Pikiran Hani fokus sekali. Cari kantong hernia, bebaskan, kembalikan isinya ke rongga perut, ikat bagian bawah kantong, potong sisanya, cincin inguinalis, jahit lukanya.

Satu jam tiga puluh menit setelah sayatan pertama, operasi itu selesai. Dia harusnya merasa lelah, tapi sungguh semua ini malah membangkar semangatnya. Setelah pasiennya selesai dijahit, semua staff tersenyum gembira dan beberapa juga bertepuk tangan saja.

Dokter Zainal tersenyum dari balik kaca. Dia tidak pernah meragukan Reyhani sejak gadis itu datang kesini. Masa depan gadis itu akan cerah.

***

"Cheersss..." Mereka bertiga tertawa gembira. Aryan menepati janjinya untuk makan malam singkat di salah satu restoran dekat dengan rumah sakit tempat Hani dan Tania berada.

"Akhirnyaa...kalian berdua resmi sudah melakukan operasi sendiri. Saya ikutan senang." Aryan tersenyum lebar. Mereka mulai makan.

"Kamu sendiri bagaimana? Baik-baik di MG?"

"Entah, saya masih terbiasa dengan jam kerja yang lama. Jadi saya mengajukan diri untuk menjadi kepala residen disana."

"MG juga menerima program residensial?"

"Ya, sejak tahun lalu." Aryan berbisik konyol, "Alasannya, tenaga kerja murah dan sangat antusias. Cari dimana lagi?"

Hani dan Tania tertawa. "Kamu nggak diprotes Andaru?"

"Dia sedang terlibat proyek pemerintah, jadi sama sibuknya. Lagian, justru itu kan. Jarak dan waktu yang ada bikin kita masih sama kayak pacaran dulu aja."

"Emang kamu pernah pacaran sama Ndaru? Bukannya kalian teman lama?"

"Kalian pada jatuh cinta dulu deh. Saya bingung jelasinnya gimana."

"Yeee dasaaarrr." Mereka tertawa lagi.

Robert dan Winda juga berada di restoran yang sama. Memperhatikan tiga sahabat itu. Fokus mereka tentu saja pada Reyhani, cucu mereka. Betapa gadis kecil itu sudah tumbuh menjadi wanita dewasa yang sangat matang, dan juga calon dokter hebat. Itu yang dia tahu dari informannya.

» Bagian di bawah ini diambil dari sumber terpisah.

//! Worker process settings.

use std::path::PathBuf;

use clap::Parser;

const LOG_LEVELS: &[&str] = &["error", "warn", "debug", "trace"];

/// Command line settings of the worker binary.
#[derive(Debug, Clone, Parser)]
#[command(name = "sfu-worker", about = "SFU media worker")]
pub struct Settings {
    /// Logging level.
    #[arg(long = "logLevel", default_value = "warn")]
    pub log_level: String,

    /// Logging tags to enable. Repeatable.
    #[arg(long = "logTag")]
    pub log_tags: Vec<String>,

    /// Lowest RTC port the transport layer may bind.
    #[arg(long = "rtcMinPort", default_value_t = 10_000)]
    pub rtc_min_port: u16,

    /// Highest RTC port the transport layer may bind.
    #[arg(long = "rtcMaxPort", default_value_t = 59_999)]
    pub rtc_max_port: u16,

    /// DTLS certificate in PEM format.
    #[arg(long = "dtlsCertificateFile")]
    pub dtls_certificate_file: Option<PathBuf>,

    /// DTLS private key in PEM format.
    #[arg(long = "dtlsPrivateKeyFile")]
    pub dtls_private_key_file: Option<PathBuf>,
}

impl Settings {
    /// Check settings consistency. The worker exits with code 42 when
    /// this fails.
    pub fn validate(&self) -> Result<(), String> {
        if !LOG_LEVELS.contains(&self.log_level.as_str()) {
            return Err(format!("invalid logLevel: {}", self.log_level));
        }

        if self.rtc_min_port > self.rtc_max_port {
            return Err(format!(
                "rtcMinPort {} above rtcMaxPort {}",
                self.rtc_min_port, self.rtc_max_port
            ));
        }

        if self.dtls_certificate_file.is_some() != self.dtls_private_key_file.is_some() {
            return Err(
                "dtlsCertificateFile and dtlsPrivateKeyFile must be given together".into(),
            );
        }

        Ok(())
    }
}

"Dia semakin mirip dengan Jenny Sayang."

"Sampai kapan kita hanya mengamati Rob? Apa kamu tidak ingin segera memeluknya?"

Robert tersenyum nyeri. "Aku belum siap. Aku takut dia akan membenciku lalu lari seperti Jenny jika tahu kenyataannya."

"Kamu tahu cepat atau lambat kalian akan bertemu juga kan?"

"Ya."

"Dan Adrian disini melakukan pekerjaan yang sangat baik."

"Apa kamu sudah ingin kembali kesana Sayang? Kita baru tiba disini lagi bulan lalu."

"Rob, ini kampung halamanku. Aku malah khawatir kamu rindu London."

"Satu-satunya yang aku rindukan sekarang adalah anak-anak perempuanku. Jennifer dan Desy. Juga...cucu-cucuku." Robert memandang Reyhani lagi.

Winda tersenyum lalu berujar juga. "Dia begitu lelah sepertinya. Ini tahun residensi terakhirnya."

"Ya, dia lelah dan bahagia." Robert tersenyum. Matanya tidak lepas menatap Hani dari kejauhan. 

***

Salut untuk semua dokter dan tenaga medis di luar sana. Semakin gue riset tentang proses panjang pendidikan mereka atau apa saja yang mereka harus tempuh saat masa residensial dan baca-baca artikel dan berita-beritanya, makin tambah salut dan respect banget.

Bukan berarti profesi lain tidak penting. Hanya karena kebetulan cerita ini memang bergulat pada dunia kedokteran. Jadiii...salute to the frontliner!!